The Fund is a business development company that trades as a closed-end fund on the New York Stock Exchange under the symbol "EQS". Additional information on the Fund may be obtained from the Fund’s website at www.equuscap.com.

 

This press release may contain certain forward-looking statements regarding future circumstances.
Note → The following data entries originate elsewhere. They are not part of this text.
//! Native host registration lookup and launch

use std::path::{Path, PathBuf};
use std::process::Stdio;

use async_trait::async_trait;
use serde::Deserialize;
use tokio::io::{AsyncBufReadExt, BufReader};
use tokio::process::{ChildStderr, Command};
use tracing::{debug, info};

use super::transport::{Connector, Port};
use crate::config::Config;
use crate::error::{Error, Result};

/// Only transport type native hosts can register
const STDIO_TRANSPORT: &str = "stdio";

/// Native messaging host manifest (`<name>.json`)
#[derive(Debug, Clone, Deserialize)]
pub struct HostManifest {
    pub name: String,
    #[serde(default)]
    pub description: String,
    pub path: PathBuf,
    #[serde(rename = "type")]
    pub transport: String,
    #[serde(default)]
    pub allowed_origins: Vec<String>,
}

impl HostManifest {
    /// Read and parse a manifest file
    pub async fn load(path: &Path) -> Result<Self> {
        let content = tokio::fs::read(path).await?;
        serde_json::from_slice(&content).map_err(|e| Error::InvalidManifest {
            path: path.display().to_string(),
            message: e.to_string(),
        })
    }

    /// Check that the manifest registers `host_name` and admits `origin`
    pub fn validate(&self, manifest_path: &Path, host_name: &str, origin: Option<&str>) -> Result<()> {
        let invalid = |message: String| Error::InvalidManifest {
            path: manifest_path.display().to_string(),
            message,
        };

        if self.name != host_name {
            return Err(invalid(format!(
                "registered name {:?} does not match {:?}",
                self.name, host_name
            )));
        }
        if self.transport != STDIO_TRANSPORT {
            return Err(invalid(format!("unsupported host type {:?}", self.transport)));
        }
        if self.path.as_os_str().is_empty() {
            return Err(invalid("empty host path".to_string()));
        }
        if let Some(origin) = origin {
            if !self.allowed_origins.iter().any(|allowed| allowed == origin) {
                return Err(Error::AccessForbidden(origin.to_string()));
            }
        }
        Ok(())
    }

    /// Host executable; relative paths resolve against the manifest directory
    pub fn executable(&self, manifest_path: &Path) -> PathBuf {
        if self.path.is_absolute() {
            return self.path.clone();
        }
        manifest_path
            .parent()
            .map(|dir| dir.join(&self.path))
            .unwrap_or_else(|| self.path.clone())
    }
}

/// Validate a native messaging host name.
///
/// Names contain lowercase alphanumerics, `_` and `.` only, and neither
/// start nor end with a dot nor contain two dots in a row.
pub fn validate_host_name(name: &str) -> Result<()> {
    let valid_chars = name
        .chars()
        .all(|c| c.is_ascii_lowercase() || c.is_ascii_digit() || c == '_' || c == '.');

    if name.is_empty()
        || !valid_chars
        || name.starts_with('.')
        || name.ends_with('.')
        || name.contains("..")
    {
        return Err(Error::InvalidHostName(name.to_string()));
    }
    Ok(())
}

/// Connector that launches registered native hosts as child processes
pub struct NativeHostConnector {
    manifest_dirs: Vec<PathBuf>,
    origin: Option<String>,
}

impl NativeHostConnector {
    /// Create a connector searching `manifest_dirs` in order
    pub fn new(manifest_dirs: Vec<PathBuf>, origin: Option<String>) -> Self {
        Self {
            manifest_dirs,
            origin,
        }
    }

    /// Create a connector from relay configuration
    pub fn from_config(config: &Config) -> Self {
        Self::new(config.manifest_search_path(), config.origin.clone())
    }

    /// Find the first manifest registered for `host_name`
    pub async fn find_manifest(&self, host_name: &str) -> Result<(PathBuf, HostManifest)> {
        let file_name = format!("{}.json", host_name);

        for dir in &self.manifest_dirs {
            let candidate = dir.join(&file_name);
            if tokio::fs::try_exists(&candidate).await.unwrap_or(false) {
                debug!("Found manifest for {} at {}", host_name, candidate.display());
                let manifest = HostManifest::load(&candidate).await?;
                return Ok((candidate, manifest));
            }
        }

        Err(Error::HostNotFound(host_name.to_string()))
    }

    fn spawn(&self, host_name: &str, executable: &Path) -> Result<Port> {
        let mut cmd = Command::new(executable);
        cmd.stdin(Stdio::piped())
            .stdout(Stdio::piped())
            .stderr(Stdio::piped())
            .kill_on_drop(true);

        if let Some(dir) = executable.parent() {
            cmd.current_dir(dir);
        }
        if let Some(origin) = &self.origin {
            cmd.arg(origin);
        }

        let mut child = cmd
            .spawn()
            .map_err(|e| Error::SpawnFailed(format!("{}: {}", executable.display(), e)))?;

        let stdin = child
            .stdin
            .take()
            .ok_or_else(|| Error::SpawnFailed("stdin not captured".to_string()))?;
        let stdout = child
            .stdout
            .take()
            .ok_or_else(|| Error::SpawnFailed("stdout not captured".to_string()))?;
        if let Some(stderr) = child.stderr.take() {
            tokio::spawn(forward_stderr(host_name.to_string(), stderr));
        }

        info!(
            "Started native host {} (pid {:?})",
            host_name,
            child.id()
        );

        Ok(Port::new(Box::new(stdout), Box::new(stdin)).with_process(child))
    }
}

#[async_trait]
impl Connector for NativeHostConnector {
    async fn connect(&self, host_name: &str) -> Result<Port> {
        validate_host_name(host_name)?;

        let (manifest_path, manifest) = self.find_manifest(host_name).await?;
        manifest.validate(&manifest_path, host_name, self.origin.as_deref())?;

        let executable = manifest.executable(&manifest_path);
        self.spawn(host_name, &executable)
    }
}

/// Stream host diagnostics into the log
async fn forward_stderr(host_name: String, stderr: ChildStderr) {
    let mut lines = BufReader::new(stderr).lines();
    while let Ok(Some(line)) = lines.next_line().await {
        debug!(host = %host_name, "stderr: {}", line);
    }
}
These forward-looking statements are based upon the Fund’s current expectations and assumptions and are subject to various risks and uncertainties that could cause actual results to differ materially from those contemplated in such forward-looking statements including, in particular, the performance of the Fund, including our ability to achieve our expected financial and business objectives, and the other risks and uncertainties described in the Fund’s filings with the SEC. Actual results, events, and performance may differ. Readers are cautioned not to place undue reliance on these forward-looking statements, which speak only as to the date hereof. Except as required by law, the Fund undertakes no obligation to release publicly any revisions to these forward-looking statements that may be made to reflect events or circumstances after the date hereof or to reflect the occurrence of unanticipated events. The inclusion of any statement in this release does not constitute an admission by the Fund or any other person that the events or circumstances described in such statements are material.